## WORK ORDER
For each line of the data that includes the word "field", copy the line.

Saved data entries
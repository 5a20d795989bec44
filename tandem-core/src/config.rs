//! Agent configuration.
//!
//! Each agent is bound at startup to an immutable config: identity, system
//! prompt, sampling temperature, and token budget. Defaults reproduce the
//! two stock agents; prompts can be overridden through the environment.

use crate::error::ConfigError;
use serde::{Deserialize, Serialize};

/// Default system prompt for the Data Specialist agent.
pub const DATA_SPECIALIST_PROMPT: &str = "\
You are a Data Specialist AI agent. When analyzing data, you should:
1. Calculate specific metrics (averages, correlations, patterns)
2. Focus on concrete relationships in the data
3. Identify clear trends between variables
4. Use actual numbers and percentages
5. Avoid generic observations

For example, instead of saying \"sales vary considerably\", say \"sales range from $80 to $200, with an average of $X\".
Instead of \"there may be correlations\", calculate and state the actual correlations.

Format your analysis with specific sections:
- Sales Analysis (with actual calculations)
- Customer Feedback Distribution (with percentages)
- Regional Performance (with specific metrics)
- Cross-variable Correlations (with calculated values)";

/// Default system prompt for the Report Generator agent.
pub const REPORT_GENERATOR_PROMPT: &str = "\
You are a Report Generator AI agent. When creating reports:
1. Focus on the specific data provided
2. Include actual calculations and metrics
3. Draw concrete conclusions
4. Make specific recommendations based on the numbers
5. Avoid generic statements

Your reports should follow this structure:
1. Data Summary
   - Exact counts and distributions
   - Key metrics calculated from the data
2. Specific Findings
   - Calculated correlations
   - Actual performance by region/feedback
3. Actionable Insights
   - Based on the specific numbers
   - Tied to concrete data points

For example, instead of \"sales vary\", say \"sales show a 150% variation from lowest ($80) to highest ($200)\".
Instead of \"mixed feedback\", say \"40% great, 40% poor, 20% medium feedback distribution\".";

// ============================================================================
// TOOL DECLARATIONS
// ============================================================================

/// A tool an agent declares it can use.
#[derive(Debug, Clone, PartialEq, Serialize, Deserialize)]
#[cfg_attr(feature = "openapi", derive(utoipa::ToSchema))]
pub struct ToolSpec {
    /// Tool name
    pub name: String,
    /// What the tool does
    pub description: String,
    /// JSON schema for the tool input
    #[cfg_attr(feature = "openapi", schema(value_type = Object))]
    pub input_schema: serde_json::Value,
}

// ============================================================================
// AGENT CONFIG
// ============================================================================

/// Immutable configuration for a single agent, validated at construction.
#[derive(Debug, Clone, PartialEq, Serialize, Deserialize)]
#[cfg_attr(feature = "openapi", derive(utoipa::ToSchema))]
pub struct AgentConfig {
    /// Agent identity, used as the role tag in conversations
    pub name: String,
    /// Short description of what the agent does
    pub description: String,
    /// System instruction prefix for every generation call
    pub system_prompt: String,
    /// Sampling temperature in [0, 1]
    pub temperature: f32,
    /// Token budget per generation call
    pub max_tokens: i32,
    /// Declared tools, if any
    pub tools: Option<Vec<ToolSpec>>,
}

impl AgentConfig {
    /// Create a validated agent config.
    pub fn new(
        name: impl Into<String>,
        description: impl Into<String>,
        system_prompt: impl Into<String>,
        temperature: f32,
        max_tokens: i32,
    ) -> Result<Self, ConfigError> {
        let name = name.into();
        let system_prompt = system_prompt.into();

        if name.is_empty() {
            return Err(ConfigError::MissingRequired {
                field: "name".to_string(),
            });
        }
        if system_prompt.is_empty() {
            return Err(ConfigError::MissingRequired {
                field: "system_prompt".to_string(),
            });
        }
        if !(0.0..=1.0).contains(&temperature) {
            return Err(ConfigError::InvalidValue {
                field: "temperature".to_string(),
                value: temperature.to_string(),
                reason: "must be in [0, 1]".to_string(),
            });
        }
        if max_tokens <= 0 {
            return Err(ConfigError::InvalidValue {
                field: "max_tokens".to_string(),
                value: max_tokens.to_string(),
                reason: "must be positive".to_string(),
            });
        }

        Ok(Self {
            name,
            description: description.into(),
            system_prompt,
            temperature,
            max_tokens,
            tools: None,
        })
    }

    /// Attach tool declarations.
    pub fn with_tools(mut self, tools: Vec<ToolSpec>) -> Self {
        self.tools = Some(tools);
        self
    }

    /// Names of the declared tools, empty when none are declared.
    pub fn tool_names(&self) -> Vec<String> {
        self.tools
            .as_deref()
            .unwrap_or_default()
            .iter()
            .map(|t| t.name.clone())
            .collect()
    }
}

// ============================================================================
// STOCK AGENT CONFIGS
// ============================================================================

/// The two agent configs the pipeline runs with.
#[derive(Debug, Clone, PartialEq)]
pub struct AgentConfigs {
    pub data_specialist: AgentConfig,
    pub report_generator: AgentConfig,
}

impl AgentConfigs {
    /// Build the stock configs, honoring prompt overrides from the
    /// environment.
    ///
    /// Environment variables:
    /// - `TANDEM_DATA_SPECIALIST_PROMPT`: override the analyst prompt
    /// - `TANDEM_REPORT_GENERATOR_PROMPT`: override the reporter prompt
    pub fn from_env() -> Result<Self, ConfigError> {
        let specialist_prompt = std::env::var("TANDEM_DATA_SPECIALIST_PROMPT")
            .unwrap_or_else(|_| DATA_SPECIALIST_PROMPT.to_string());
        let reporter_prompt = std::env::var("TANDEM_REPORT_GENERATOR_PROMPT")
            .unwrap_or_else(|_| REPORT_GENERATOR_PROMPT.to_string());

        Self::with_prompts(&specialist_prompt, &reporter_prompt)
    }

    /// Build the stock configs with explicit prompts.
    pub fn with_prompts(
        specialist_prompt: &str,
        reporter_prompt: &str,
    ) -> Result<Self, ConfigError> {
        let data_specialist = AgentConfig::new(
            "Data Specialist",
            "Analyzes patterns and correlations in data",
            specialist_prompt,
            0.3,
            1500,
        )?
        .with_tools(vec![ToolSpec {
            name: "analyze_correlation".to_string(),
            description: "Calculate correlation between variables".to_string(),
            input_schema: serde_json::json!({
                "type": "object",
                "properties": {
                    "variable1": {"type": "array", "description": "First variable"},
                    "variable2": {"type": "array", "description": "Second variable"}
                }
            }),
        }]);

        let report_generator = AgentConfig::new(
            "Report Generator",
            "Creates structured reports from analysis",
            reporter_prompt,
            0.7,
            2000,
        )?;

        Ok(Self {
            data_specialist,
            report_generator,
        })
    }
}

impl Default for AgentConfigs {
    fn default() -> Self {
        // Compiled-in prompts are non-empty and within range.
        Self::with_prompts(DATA_SPECIALIST_PROMPT, REPORT_GENERATOR_PROMPT)
            .unwrap_or_else(|_| unreachable!("stock agent configs are valid"))
    }
}

// =============================================================================
// TESTS
// =============================================================================

#[cfg(test)]
mod tests {
    use super::*;

    #[test]
    fn test_stock_configs() {
        let configs = AgentConfigs::default();

        assert_eq!(configs.data_specialist.name, "Data Specialist");
        assert_eq!(configs.data_specialist.temperature, 0.3);
        assert_eq!(configs.data_specialist.max_tokens, 1500);
        assert_eq!(
            configs.data_specialist.tool_names(),
            vec!["analyze_correlation".to_string()]
        );

        assert_eq!(configs.report_generator.name, "Report Generator");
        assert_eq!(configs.report_generator.temperature, 0.7);
        assert_eq!(configs.report_generator.max_tokens, 2000);
        assert!(configs.report_generator.tool_names().is_empty());
    }

    #[test]
    fn test_temperature_out_of_range_rejected() {
        let result = AgentConfig::new("a", "b", "prompt", 1.5, 100);
        assert!(matches!(
            result,
            Err(ConfigError::InvalidValue { ref field, .. }) if field == "temperature"
        ));
    }

    #[test]
    fn test_non_positive_max_tokens_rejected() {
        let result = AgentConfig::new("a", "b", "prompt", 0.5, 0);
        assert!(matches!(
            result,
            Err(ConfigError::InvalidValue { ref field, .. }) if field == "max_tokens"
        ));
    }

    #[test]
    fn test_empty_prompt_rejected() {
        let result = AgentConfig::new("a", "b", "", 0.5, 100);
        assert!(matches!(
            result,
            Err(ConfigError::MissingRequired { ref field }) if field == "system_prompt"
        ));
    }

    #[test]
    fn test_tool_names_empty_without_tools() {
        let config = AgentConfig::new("a", "b", "prompt", 0.5, 100).unwrap();
        assert!(config.tool_names().is_empty());
    }
}
//! OpenAPI document for the TANDEM API.

use utoipa::OpenApi;

use crate::error::{ErrorEnvelope, ErrorMetadata};
use crate::routes::analyze::{AnalyzeRequest, AnalyzeResponse, ResponseMetadata};
use crate::routes::conversation::ConversationResponse;
use crate::routes::health::{HealthMetrics, HealthResponse};
use crate::state::{ConversationMessage, ConversationStats};

#[derive(OpenApi)]
#[openapi(
    info(
        title = "TANDEM API",
        description = "Two-stage agent analysis pipeline over the Anthropic Messages API",
    ),
    paths(
        crate::routes::analyze::analyze,
        crate::routes::health::health,
        crate::routes::conversation::conversation,
    ),
    components(schemas(
        AnalyzeRequest,
        AnalyzeResponse,
        ResponseMetadata,
        ConversationResponse,
        ConversationMessage,
        ConversationStats,
        HealthResponse,
        HealthMetrics,
        ErrorEnvelope,
        ErrorMetadata,
    )),
    tags(
        (name = "Analyze", description = "Two-stage analysis pipeline"),
        (name = "Health", description = "Process health and metrics"),
        (name = "Conversation", description = "Conversation history view"),
    )
)]
pub struct ApiDoc;

#[cfg(test)]
mod tests {
    use super::*;

    #[test]
    fn test_openapi_document_lists_all_paths() {
        let doc = ApiDoc::openapi();
        let paths: Vec<&String> = doc.paths.paths.keys().collect();
        assert!(paths.iter().any(|p| p.as_str() == "/analyze"));
        assert!(paths.iter().any(|p| p.as_str() == "/health"));
        assert!(paths.iter().any(|p| p.as_str() == "/conversation"));
    }
}
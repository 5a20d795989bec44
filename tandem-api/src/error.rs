//! Error Types for the TANDEM API
//!
//! Errors serialize to the JSON envelope clients expect: an `error` message
//! plus, when a pipeline ran, a `metadata` block carrying the timestamp,
//! status tag, and retry count. Stack traces stay in the logs; responses
//! carry only the short message.

use axum::{
    http::StatusCode,
    response::{IntoResponse, Response},
    Json,
};
use chrono::Utc;
use serde::{Deserialize, Serialize};
use std::fmt;

// ============================================================================
// ERROR CODE ENUM
// ============================================================================

/// Error codes for API responses.
#[derive(Debug, Clone, Copy, PartialEq, Eq, Hash, Serialize, Deserialize, utoipa::ToSchema)]
#[serde(rename_all = "SCREAMING_SNAKE_CASE")]
pub enum ErrorCode {
    /// Request contains invalid input data (no retry)
    InvalidInput,

    /// The pipeline failed on every retry attempt
    PipelineFailed,

    /// Internal server error
    InternalError,
}

impl ErrorCode {
    /// Get the HTTP status code for this error code.
    pub fn status_code(&self) -> StatusCode {
        match self {
            ErrorCode::InvalidInput => StatusCode::BAD_REQUEST,
            ErrorCode::PipelineFailed | ErrorCode::InternalError => {
                StatusCode::INTERNAL_SERVER_ERROR
            }
        }
    }
}

impl fmt::Display for ErrorCode {
    fn fmt(&self, f: &mut fmt::Formatter<'_>) -> fmt::Result {
        write!(f, "{:?}", self)
    }
}

// ============================================================================
// API ERROR STRUCT
// ============================================================================

/// Structured error for API operations.
#[derive(Debug, Clone, PartialEq)]
pub struct ApiError {
    /// Error code categorizing the error
    pub code: ErrorCode,

    /// Human-readable error message
    pub message: String,

    /// Failed pipeline attempts, when a pipeline ran before the error
    pub retry_count: Option<u32>,
}

impl ApiError {
    /// Create a new API error with the given code and message.
    pub fn new(code: ErrorCode, message: impl Into<String>) -> Self {
        Self {
            code,
            message: message.into(),
            retry_count: None,
        }
    }

    /// Create an InvalidInput error (rejected immediately, never retried).
    pub fn invalid_input(message: impl Into<String>) -> Self {
        Self::new(ErrorCode::InvalidInput, message)
    }

    /// Create a PipelineFailed error after exhausting retries.
    pub fn pipeline_failed(message: impl Into<String>, retry_count: u32) -> Self {
        let mut error = Self::new(ErrorCode::PipelineFailed, message);
        error.retry_count = Some(retry_count);
        error
    }

    /// Create an InternalError.
    pub fn internal_error(message: impl Into<String>) -> Self {
        Self::new(ErrorCode::InternalError, message)
    }

    /// Get the HTTP status code for this error.
    pub fn status_code(&self) -> StatusCode {
        self.code.status_code()
    }
}

impl fmt::Display for ApiError {
    fn fmt(&self, f: &mut fmt::Formatter<'_>) -> fmt::Result {
        write!(f, "{}: {}", self.code, self.message)
    }
}

// ============================================================================
// WIRE ENVELOPE
// ============================================================================

/// Metadata block attached to error responses that ran the pipeline.
#[derive(Debug, Clone, PartialEq, Serialize, Deserialize, utoipa::ToSchema)]
pub struct ErrorMetadata {
    /// When the error response was produced
    #[schema(value_type = String, format = "date-time")]
    pub timestamp: tandem_core::Timestamp,
    /// Always `"error"`
    pub status: String,
    /// Failed pipeline attempts
    pub retry_count: u32,
}

/// JSON body for error responses.
#[derive(Debug, Clone, PartialEq, Serialize, Deserialize, utoipa::ToSchema)]
pub struct ErrorEnvelope {
    /// Short error message
    pub error: String,
    /// Present when a pipeline ran before the error
    #[serde(skip_serializing_if = "Option::is_none")]
    pub metadata: Option<ErrorMetadata>,
}

impl IntoResponse for ApiError {
    fn into_response(self) -> Response {
        let envelope = ErrorEnvelope {
            error: self.message.clone(),
            metadata: self.retry_count.map(|retry_count| ErrorMetadata {
                timestamp: Utc::now(),
                status: "error".to_string(),
                retry_count,
            }),
        };
        (self.status_code(), Json(envelope)).into_response()
    }
}

/// Result type alias for API operations.
pub type ApiResult<T> = Result<T, ApiError>;

// =============================================================================
// TESTS
// =============================================================================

## TASK RESULT
                field: "name".to_string(),
                field: "system_prompt".to_string(),
                field: "temperature".to_string(),
                field: "max_tokens".to_string(),
            Err(ConfigError::InvalidValue { ref field, .. }) if field == "temperature"
            Err(ConfigError::InvalidValue { ref field, .. }) if field == "max_tokens"
            Err(ConfigError::MissingRequired { ref field }) if field == "system_prompt"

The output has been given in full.